简体   繁体   English

来自 Python 的多行 UPSERT(插入或更新)

[英]Multi-row UPSERT (INSERT or UPDATE) from Python

I am currently executing the simply query below with python using pyodbc to insert data in SQL server table:我目前正在使用 python 执行下面的简单查询,使用 pyodbc 在 SQL 服务器表中插入数据:

import pyodbc

table_name = 'my_table'
insert_values = [(1,2,3),(2,2,4),(3,4,5)]

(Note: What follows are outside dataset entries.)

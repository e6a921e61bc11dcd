//! Virtual amplifier for testing
//!
//! This module provides a simulated bus of chained MPR-6ZHMAUT units that
//! tracks every zone's parameters and answers queries the way the hardware
//! does, including the echoed request and `#` prompt.

use std::collections::{BTreeMap, BTreeSet};

use mpr_protocol::frame::{encode_param_status, encode_zone_status};
use mpr_protocol::{EncodeCommand, Param, ParamValue, Request, ZoneCode, ZoneParams, MAX_AMPS};
use tracing::debug;

/// Virtual amplifier bus for testing
pub struct VirtualAmplifier {
    /// Identifier for logging
    id: String,
    /// Number of units answering on the bus
    amps: u8,
    zones: BTreeMap<ZoneCode, ZoneParams>,
    /// Echo requests back before answering, like the hardware
    echo: bool,
    /// When false, queries go unanswered (simulates a cable fault)
    responsive: bool,
    /// Zones whose single-zone and single-parameter queries go unanswered
    silent: BTreeSet<ZoneCode>,
    /// Requests received (for test verification)
    received: Vec<Request>,
}

impl VirtualAmplifier {
    /// Create a bus with `amps` units, every zone at its power-on defaults
    pub fn new(id: impl Into<String>, amps: u8) -> Self {
        let amps = amps.clamp(1, MAX_AMPS);
        Self {
            id: id.into(),
            amps,
            zones: ZoneCode::all(amps)
                .map(|z| (z, ZoneParams::default()))
                .collect(),
            echo: true,
            responsive: true,
            silent: BTreeSet::new(),
            received: Vec::new(),
        }
    }

    /// Get the identifier
    pub fn id(&self) -> &str {
        &self.id
    }

    /// Number of units on the bus
    pub fn amps(&self) -> u8 {
        self.amps
    }

    /// Enable or disable request echo
    pub fn set_echo(&mut self, echo: bool) {
        self.echo = echo;
    }

    /// Enable or disable responses to queries
    pub fn set_responsive(&mut self, responsive: bool) {
        self.responsive = responsive;
    }

    /// Enable or disable responses to queries addressed to one zone
    ///
    /// Whole-amplifier queries are still answered.
    pub fn set_zone_responsive(&mut self, zone: ZoneCode, responsive: bool) {
        if responsive {
            self.silent.remove(&zone);
        } else {
            self.silent.insert(zone);
        }
    }

    /// Current parameters of a zone
    pub fn zone(&self, zone: ZoneCode) -> Option<&ZoneParams> {
        self.zones.get(&zone)
    }

    /// Change a parameter out-of-band (front keypad, another controller)
    ///
    /// Returns true if the value changed.
    pub fn set_zone_param(&mut self, zone: ZoneCode, param: Param, value: ParamValue) -> bool {
        let Some(params) = self.zones.get_mut(&zone) else {
            return false;
        };
        if params.get(param) == value {
            return false;
        }
        params.set(param, value);
        true
    }

    /// Requests received so far
    pub fn received(&self) -> &[Request] {
        &self.received
    }

    /// Process one request
    ///
    /// Returns the bytes the bus sends back, or `None` when nothing is sent
    /// (set commands, addresses without a unit, unresponsive mode).
    pub fn process_request(&mut self, request: &Request) -> Option<Vec<u8>> {
        self.received.push(*request);

        let body = match *request {
            Request::SetParam { zone, param, value } => {
                if self.set_zone_param(zone, param, value) {
                    debug!("Virtual amp {} set {}{} = {}", self.id, zone, param, value);
                }
                return None;
            }
            Request::QueryParam { zone, param } => {
                let params = self.zones.get(&zone)?;
                encode_param_status(zone, param, params.get(param))
            }
            Request::QueryZone { zone } => {
                let params = self.zones.get(&zone)?;
                encode_zone_status(zone, params)
            }
            Request::QueryAmp { amp } => {
                if amp > self.amps {
                    return None;
                }
                let mut out = Vec::new();
                for zone in ZoneCode::of_amp(amp) {
                    let params = self.zones.get(&zone)?;
                    out.extend_from_slice(&encode_zone_status(zone, params));
                }
                out.push(b'\n');
                out
            }
        };

        let zone_silent = match *request {
            Request::QueryParam { zone, .. } | Request::QueryZone { zone } => {
                self.silent.contains(&zone)
            }
            _ => false,
        };
        if !self.responsive || zone_silent {
            debug!("Virtual amp {} dropping response to {:?}", self.id, request);
            return None;
        }

        let mut out = Vec::with_capacity(body.len() + 16);
        if self.echo {
            let mut line = request.encode();
            line.truncate(line.len().saturating_sub(2));
            out.extend_from_slice(&line);
            out.push(b'\r');
        }
        out.push(b'#');
        out.extend_from_slice(&body);
        Some(out)
    }
}

#[cfg(test)]
mod tests {
    use super::*;
    use mpr_protocol::frame::{parse_amp_response, parse_zone_response};
    use mpr_protocol::{AMP_TERMINATOR, ZONE_TERMINATOR};

    fn zone(s: &str) -> ZoneCode {
        s.parse().unwrap()
    }

    #[test]
    fn test_set_then_query() {
        let mut amp = VirtualAmplifier::new("test", 3);
        let set = Request::SetParam {
            zone: zone("12"),
            param: Param::VO,
            value: ParamValue::from_number(20),
        };
        assert!(amp.process_request(&set).is_none());

        let response = amp
            .process_request(&Request::QueryZone { zone: zone("12") })
            .unwrap();
        assert!(response.starts_with(b"?12\r#>12"));
        assert!(response.ends_with(ZONE_TERMINATOR));
        let params = parse_zone_response(zone("12"), &response).unwrap();
        assert_eq!(params.get(Param::VO).number(), 20);
    }

    #[test]
    fn test_amp_query_lists_six_zones() {
        let mut amp = VirtualAmplifier::new("test", 2);
        let response = amp.process_request(&Request::QueryAmp { amp: 2 }).unwrap();
        assert!(response.ends_with(AMP_TERMINATOR));
        assert_eq!(parse_amp_response(2, &response).unwrap().len(), 6);
    }

    #[test]
    fn test_missing_unit_stays_silent() {
        let mut amp = VirtualAmplifier::new("test", 1);
        assert!(amp.process_request(&Request::QueryAmp { amp: 2 }).is_none());
        assert!(amp
            .process_request(&Request::QueryZone { zone: zone("21") })
            .is_none());
    }

    #[test]
    fn test_unresponsive_drops_queries() {
        let mut amp = VirtualAmplifier::new("test", 1);
        amp.set_responsive(false);
        assert!(amp
            .process_request(&Request::QueryZone { zone: zone("11") })
            .is_none());
        assert_eq!(amp.received().len(), 1);
    }

    #[test]
    fn test_without_echo_response_starts_at_prompt() {
        let mut amp = VirtualAmplifier::new("test", 1);
        amp.set_echo(false);
        let response = amp
            .process_request(&Request::QueryParam {
                zone: zone("11"),
                param: Param::BL,
            })
            .unwrap();
        assert_eq!(response, b"#>11BL10\r\r\n");
    }

    #[test]
    fn test_silent_zone_only_drops_its_queries() {
        let mut amp = VirtualAmplifier::new("test", 1);
        amp.set_zone_responsive(zone("12"), false);
        assert!(amp
            .process_request(&Request::QueryZone { zone: zone("12") })
            .is_none());
        assert!(amp
            .process_request(&Request::QueryParam {
                zone: zone("12"),
                param: Param::PR
            })
            .is_none());
        assert!(amp
            .process_request(&Request::QueryZone { zone: zone("11") })
            .is_some());
        assert!(amp.process_request(&Request::QueryAmp { amp: 1 }).is_some());

        amp.set_zone_responsive(zone("12"), true);
        assert!(amp
            .process_request(&Request::QueryZone { zone: zone("12") })
            .is_some());
    }

    #[test]
    fn test_out_of_band_change() {
        let mut amp = VirtualAmplifier::new("test", 1);
        assert!(amp.set_zone_param(zone("13"), Param::MU, ParamValue::ON));
        assert!(!amp.set_zone_param(zone("13"), Param::MU, ParamValue::ON));
        assert!(!amp.set_zone_param(zone("23"), Param::MU, ParamValue::ON));
        assert_eq!(amp.zone(zone("13")).unwrap().get(Param::MU), ParamValue::ON);
    }
}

cnxn = pyodbc.connect(...)
cursor = cnxn.cursor()
cursor.execute(
    ' '.join([
        'insert into',
        table_name,
        'values',
        ','.join(
            [str(i) for i in insert_values]
        )
    ])
)
cursor.commit()

This should work as long as there are no duplicate keys (let's assume the first column contains the key).只要没有重复的键,这应该可以工作(假设第一列包含键)。 However for data with duplicate keys (data already existing in the table) it will raise an error.但是对于具有重复键的数据(表中已经存在的数据),它会引发错误。 How can I, in one go, insert multiple rows in a SQL server table using pyodbc such that data with duplicate keys simply gets updated.我怎样才能一次性使用 pyodbc 在 SQL Server 表中插入多行,以便简单地更新具有重复键的数据。

Note: There are solutions proposed for single rows of data, however, I would like to insert multiple rows at once (avoid loops)!注意:有针对单行数据提出的解决方案,但是,我想一次插入多行(避免循环)!

This can be done using MERGE .这可以使用MERGE来完成。 Let's say you have a key column ID , and two columns col_a and col_b (you need to specify column names in update statements), then the statement would look like this:假设您有一个键列ID和两列col_acol_b (您需要在更新语句中指定列名),那么该语句将如下所示:

MERGE INTO MyTable as Target
USING (SELECT * FROM 
       (VALUES (1, 2, 3), (2, 2, 4), (3, 4, 5)) 
       AS s (ID, col_a, col_b)
      ) AS Source
ON Target.ID=Source.ID
WHEN NOT MATCHED THEN
INSERT (ID, col_a, col_b) VALUES (Source.ID, Source.col_a, Source.col_b)
WHEN MATCHED THEN
UPDATE SET col_a=Source.col_a, col_b=Source.col_b;

You can give it a try on rextester.com/IONFW62765 .您可以在reextester.com/IONFW62765 上尝试一下

Basically, I'm creating a Source table "on-the-fly" using the list of values, which you want to upsert .基本上,我正在使用要upsert的值列表“即时”创建Source表。 When you then merge the Source table with the Target , you can test the MATCHED condition ( Target.ID=Source.ID ) on each row (whereas you would be limited to a single row when just using a simple IF <exists> INSERT (...) ELSE UPDATE (...) condition).然后,当您将Source表与Target合并时,您可以在每一行上测试MATCHED条件( Target.ID=Source.ID )(而当仅使用简单的IF <exists> INSERT (...) ELSE UPDATE (...)条件)。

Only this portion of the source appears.